- **Description of the task**:
Copy nothing but the lines below running from the line containing "self.host.parse().ok()" through the line containing "pub fn is_local(&self, port: u16, local_ips: &[IpAddr])", both end lines included.

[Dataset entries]
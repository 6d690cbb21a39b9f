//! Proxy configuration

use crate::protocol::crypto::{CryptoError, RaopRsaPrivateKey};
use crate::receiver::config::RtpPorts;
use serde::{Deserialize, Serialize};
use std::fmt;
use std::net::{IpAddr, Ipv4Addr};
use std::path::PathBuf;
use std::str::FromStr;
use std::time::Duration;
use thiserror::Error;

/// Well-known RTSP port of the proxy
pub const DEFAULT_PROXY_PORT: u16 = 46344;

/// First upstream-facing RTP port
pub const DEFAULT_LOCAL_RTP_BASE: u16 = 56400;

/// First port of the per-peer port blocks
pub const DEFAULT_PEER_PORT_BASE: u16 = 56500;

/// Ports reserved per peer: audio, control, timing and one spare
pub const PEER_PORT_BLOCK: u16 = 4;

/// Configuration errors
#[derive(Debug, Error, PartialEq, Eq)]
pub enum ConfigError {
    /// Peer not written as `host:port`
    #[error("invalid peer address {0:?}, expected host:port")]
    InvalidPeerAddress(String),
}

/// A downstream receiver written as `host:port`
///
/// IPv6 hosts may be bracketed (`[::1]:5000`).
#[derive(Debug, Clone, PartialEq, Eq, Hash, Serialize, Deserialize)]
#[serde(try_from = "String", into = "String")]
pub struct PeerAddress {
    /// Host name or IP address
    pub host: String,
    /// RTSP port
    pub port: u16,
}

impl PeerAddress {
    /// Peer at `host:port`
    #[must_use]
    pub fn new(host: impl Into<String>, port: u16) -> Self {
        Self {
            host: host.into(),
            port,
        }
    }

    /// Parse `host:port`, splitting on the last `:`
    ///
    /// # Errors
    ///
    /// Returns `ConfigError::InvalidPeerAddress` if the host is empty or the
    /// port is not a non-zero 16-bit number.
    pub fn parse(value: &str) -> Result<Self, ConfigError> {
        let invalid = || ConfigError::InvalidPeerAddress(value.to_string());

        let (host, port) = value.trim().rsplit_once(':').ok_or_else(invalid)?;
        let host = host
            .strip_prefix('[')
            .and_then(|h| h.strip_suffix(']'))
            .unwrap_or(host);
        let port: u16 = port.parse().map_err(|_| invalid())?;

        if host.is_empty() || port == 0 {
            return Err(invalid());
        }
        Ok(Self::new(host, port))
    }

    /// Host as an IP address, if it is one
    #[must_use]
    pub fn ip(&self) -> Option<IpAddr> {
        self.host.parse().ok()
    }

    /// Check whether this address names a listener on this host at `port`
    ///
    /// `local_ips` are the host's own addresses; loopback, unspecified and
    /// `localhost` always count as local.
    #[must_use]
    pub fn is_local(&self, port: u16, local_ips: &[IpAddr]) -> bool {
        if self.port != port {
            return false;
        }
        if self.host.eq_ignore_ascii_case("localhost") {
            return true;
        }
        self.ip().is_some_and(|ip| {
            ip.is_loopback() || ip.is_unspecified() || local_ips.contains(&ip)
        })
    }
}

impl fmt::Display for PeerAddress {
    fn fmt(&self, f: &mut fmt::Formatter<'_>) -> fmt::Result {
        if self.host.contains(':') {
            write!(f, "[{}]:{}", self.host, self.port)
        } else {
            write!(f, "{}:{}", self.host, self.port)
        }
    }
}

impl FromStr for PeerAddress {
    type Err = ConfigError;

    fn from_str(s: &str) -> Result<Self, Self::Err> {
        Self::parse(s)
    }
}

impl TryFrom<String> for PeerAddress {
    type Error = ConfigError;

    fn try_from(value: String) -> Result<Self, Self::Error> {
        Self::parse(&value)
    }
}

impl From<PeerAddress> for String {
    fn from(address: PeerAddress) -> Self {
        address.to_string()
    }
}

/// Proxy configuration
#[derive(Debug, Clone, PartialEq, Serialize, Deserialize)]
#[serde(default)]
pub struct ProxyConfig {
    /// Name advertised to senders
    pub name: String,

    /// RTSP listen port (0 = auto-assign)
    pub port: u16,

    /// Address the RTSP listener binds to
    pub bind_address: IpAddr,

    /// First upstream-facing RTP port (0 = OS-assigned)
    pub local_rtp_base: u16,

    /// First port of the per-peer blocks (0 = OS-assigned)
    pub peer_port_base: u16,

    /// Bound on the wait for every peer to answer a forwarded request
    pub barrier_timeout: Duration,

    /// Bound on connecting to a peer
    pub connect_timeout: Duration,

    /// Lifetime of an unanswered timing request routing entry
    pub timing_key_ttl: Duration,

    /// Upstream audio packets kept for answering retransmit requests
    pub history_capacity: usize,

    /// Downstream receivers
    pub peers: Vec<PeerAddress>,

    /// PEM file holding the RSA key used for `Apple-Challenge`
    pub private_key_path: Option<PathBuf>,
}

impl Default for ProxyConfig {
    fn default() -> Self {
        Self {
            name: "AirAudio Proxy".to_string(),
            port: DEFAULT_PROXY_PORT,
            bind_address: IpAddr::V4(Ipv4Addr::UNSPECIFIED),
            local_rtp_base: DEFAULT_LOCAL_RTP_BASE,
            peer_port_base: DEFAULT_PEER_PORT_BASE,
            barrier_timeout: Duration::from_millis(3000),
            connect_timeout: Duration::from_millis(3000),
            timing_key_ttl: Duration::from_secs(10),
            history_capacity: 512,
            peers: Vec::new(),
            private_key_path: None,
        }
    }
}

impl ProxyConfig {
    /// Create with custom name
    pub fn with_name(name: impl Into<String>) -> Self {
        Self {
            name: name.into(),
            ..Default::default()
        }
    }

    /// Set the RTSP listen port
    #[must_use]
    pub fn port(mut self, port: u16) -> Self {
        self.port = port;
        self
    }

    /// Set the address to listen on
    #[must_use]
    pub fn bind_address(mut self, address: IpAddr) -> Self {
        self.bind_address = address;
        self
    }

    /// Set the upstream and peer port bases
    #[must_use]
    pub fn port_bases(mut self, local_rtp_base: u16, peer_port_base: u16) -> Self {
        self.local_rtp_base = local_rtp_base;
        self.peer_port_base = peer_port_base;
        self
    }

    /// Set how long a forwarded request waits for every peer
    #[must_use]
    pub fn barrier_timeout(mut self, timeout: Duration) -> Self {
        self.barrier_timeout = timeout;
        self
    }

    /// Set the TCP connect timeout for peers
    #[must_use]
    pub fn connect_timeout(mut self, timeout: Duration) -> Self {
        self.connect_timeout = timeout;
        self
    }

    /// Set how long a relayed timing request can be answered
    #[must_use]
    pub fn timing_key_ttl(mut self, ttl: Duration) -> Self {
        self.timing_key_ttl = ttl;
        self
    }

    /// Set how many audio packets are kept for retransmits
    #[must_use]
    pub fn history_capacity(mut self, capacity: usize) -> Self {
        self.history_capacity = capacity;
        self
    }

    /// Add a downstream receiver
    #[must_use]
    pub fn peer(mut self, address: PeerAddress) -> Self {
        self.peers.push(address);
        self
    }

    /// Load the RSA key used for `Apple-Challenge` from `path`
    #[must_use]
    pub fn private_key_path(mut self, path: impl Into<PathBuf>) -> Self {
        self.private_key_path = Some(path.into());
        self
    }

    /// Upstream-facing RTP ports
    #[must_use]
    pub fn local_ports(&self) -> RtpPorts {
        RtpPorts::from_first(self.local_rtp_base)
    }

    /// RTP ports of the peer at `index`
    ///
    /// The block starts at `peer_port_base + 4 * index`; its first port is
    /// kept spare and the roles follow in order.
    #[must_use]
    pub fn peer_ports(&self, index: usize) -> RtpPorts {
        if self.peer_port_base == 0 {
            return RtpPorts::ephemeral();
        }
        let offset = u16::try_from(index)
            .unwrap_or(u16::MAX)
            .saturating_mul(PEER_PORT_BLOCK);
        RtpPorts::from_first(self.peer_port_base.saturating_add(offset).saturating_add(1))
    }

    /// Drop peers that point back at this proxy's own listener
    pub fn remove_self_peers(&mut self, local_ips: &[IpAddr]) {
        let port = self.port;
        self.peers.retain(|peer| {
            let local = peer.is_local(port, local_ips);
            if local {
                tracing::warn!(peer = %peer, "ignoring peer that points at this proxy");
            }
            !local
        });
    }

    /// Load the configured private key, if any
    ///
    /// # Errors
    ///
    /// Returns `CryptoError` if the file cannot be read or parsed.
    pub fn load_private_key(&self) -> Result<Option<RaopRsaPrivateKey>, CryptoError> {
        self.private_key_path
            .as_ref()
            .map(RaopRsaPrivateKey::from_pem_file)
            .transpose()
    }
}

---

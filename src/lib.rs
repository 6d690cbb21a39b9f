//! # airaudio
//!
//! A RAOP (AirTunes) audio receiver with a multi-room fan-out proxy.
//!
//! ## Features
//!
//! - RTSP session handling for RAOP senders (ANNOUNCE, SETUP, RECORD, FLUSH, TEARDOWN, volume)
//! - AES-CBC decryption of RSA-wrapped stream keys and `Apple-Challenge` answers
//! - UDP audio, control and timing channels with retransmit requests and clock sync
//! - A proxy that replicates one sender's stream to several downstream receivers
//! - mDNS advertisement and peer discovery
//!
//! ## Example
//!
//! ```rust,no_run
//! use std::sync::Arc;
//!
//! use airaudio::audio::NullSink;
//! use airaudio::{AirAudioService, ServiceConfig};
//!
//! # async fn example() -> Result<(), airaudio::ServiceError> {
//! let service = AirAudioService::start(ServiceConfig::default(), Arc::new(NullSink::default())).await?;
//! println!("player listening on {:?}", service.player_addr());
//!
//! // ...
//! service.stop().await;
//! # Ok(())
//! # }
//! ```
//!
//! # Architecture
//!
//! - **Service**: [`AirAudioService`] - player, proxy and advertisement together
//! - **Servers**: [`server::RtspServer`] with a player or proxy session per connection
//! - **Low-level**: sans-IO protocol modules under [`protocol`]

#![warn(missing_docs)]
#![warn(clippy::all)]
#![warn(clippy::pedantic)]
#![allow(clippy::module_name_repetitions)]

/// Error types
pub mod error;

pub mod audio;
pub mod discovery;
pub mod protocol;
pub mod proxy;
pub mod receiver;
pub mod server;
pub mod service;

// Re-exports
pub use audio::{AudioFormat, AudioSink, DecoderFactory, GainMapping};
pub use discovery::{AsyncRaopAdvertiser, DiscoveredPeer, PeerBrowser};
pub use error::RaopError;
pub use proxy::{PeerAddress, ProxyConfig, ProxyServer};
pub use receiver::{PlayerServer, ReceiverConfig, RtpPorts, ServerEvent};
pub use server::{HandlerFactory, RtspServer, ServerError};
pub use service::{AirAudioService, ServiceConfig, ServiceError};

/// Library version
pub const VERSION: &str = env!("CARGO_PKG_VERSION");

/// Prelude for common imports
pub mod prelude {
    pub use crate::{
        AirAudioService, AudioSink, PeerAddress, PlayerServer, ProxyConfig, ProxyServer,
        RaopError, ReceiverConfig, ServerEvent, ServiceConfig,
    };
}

--

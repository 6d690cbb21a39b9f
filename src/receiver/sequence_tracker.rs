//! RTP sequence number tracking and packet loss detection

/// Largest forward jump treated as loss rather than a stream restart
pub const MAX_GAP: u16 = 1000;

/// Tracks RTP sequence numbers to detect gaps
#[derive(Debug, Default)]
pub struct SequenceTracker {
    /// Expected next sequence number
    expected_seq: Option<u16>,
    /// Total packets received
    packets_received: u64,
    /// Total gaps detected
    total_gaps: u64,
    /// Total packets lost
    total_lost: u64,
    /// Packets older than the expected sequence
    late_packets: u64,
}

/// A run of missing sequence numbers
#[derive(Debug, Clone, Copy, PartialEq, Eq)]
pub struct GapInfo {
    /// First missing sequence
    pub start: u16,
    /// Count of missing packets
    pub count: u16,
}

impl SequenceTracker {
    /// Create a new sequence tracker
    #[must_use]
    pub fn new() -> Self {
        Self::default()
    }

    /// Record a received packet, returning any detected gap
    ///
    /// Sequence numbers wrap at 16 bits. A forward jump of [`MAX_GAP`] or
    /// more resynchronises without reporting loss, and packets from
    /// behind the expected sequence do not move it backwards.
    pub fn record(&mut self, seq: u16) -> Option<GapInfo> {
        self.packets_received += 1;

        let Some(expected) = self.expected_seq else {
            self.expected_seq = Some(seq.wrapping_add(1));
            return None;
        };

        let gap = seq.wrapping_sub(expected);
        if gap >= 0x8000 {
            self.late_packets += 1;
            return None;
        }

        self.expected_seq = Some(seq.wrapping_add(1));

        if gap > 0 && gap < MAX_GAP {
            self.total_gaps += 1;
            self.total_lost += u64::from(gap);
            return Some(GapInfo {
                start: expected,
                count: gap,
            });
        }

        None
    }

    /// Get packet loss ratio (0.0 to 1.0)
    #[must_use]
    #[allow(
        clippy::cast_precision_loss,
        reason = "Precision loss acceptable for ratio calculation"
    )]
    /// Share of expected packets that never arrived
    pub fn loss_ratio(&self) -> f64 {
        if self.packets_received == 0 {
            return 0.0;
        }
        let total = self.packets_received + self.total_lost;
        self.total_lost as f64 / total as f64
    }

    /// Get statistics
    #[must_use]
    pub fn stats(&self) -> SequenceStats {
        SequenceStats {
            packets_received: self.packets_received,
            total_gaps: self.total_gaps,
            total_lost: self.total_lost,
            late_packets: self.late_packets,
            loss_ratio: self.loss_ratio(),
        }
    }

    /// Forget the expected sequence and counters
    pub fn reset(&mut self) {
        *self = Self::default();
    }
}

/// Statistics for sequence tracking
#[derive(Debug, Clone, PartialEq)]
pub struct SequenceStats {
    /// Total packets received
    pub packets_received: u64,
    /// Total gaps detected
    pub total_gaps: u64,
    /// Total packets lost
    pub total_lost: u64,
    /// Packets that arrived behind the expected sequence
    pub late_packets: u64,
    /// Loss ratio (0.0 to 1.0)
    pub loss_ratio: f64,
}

- **Exercise output**:
        self.host.parse().ok()
    }

    /// Check whether this address names a listener on this host at `port`
    ///
    /// `local_ips` are the host's own addresses; loopback, unspecified and
    /// `localhost` always count as local.
    #[must_use]
    pub fn is_local(&self, port: u16, local_ips: &[IpAddr]) -> bool {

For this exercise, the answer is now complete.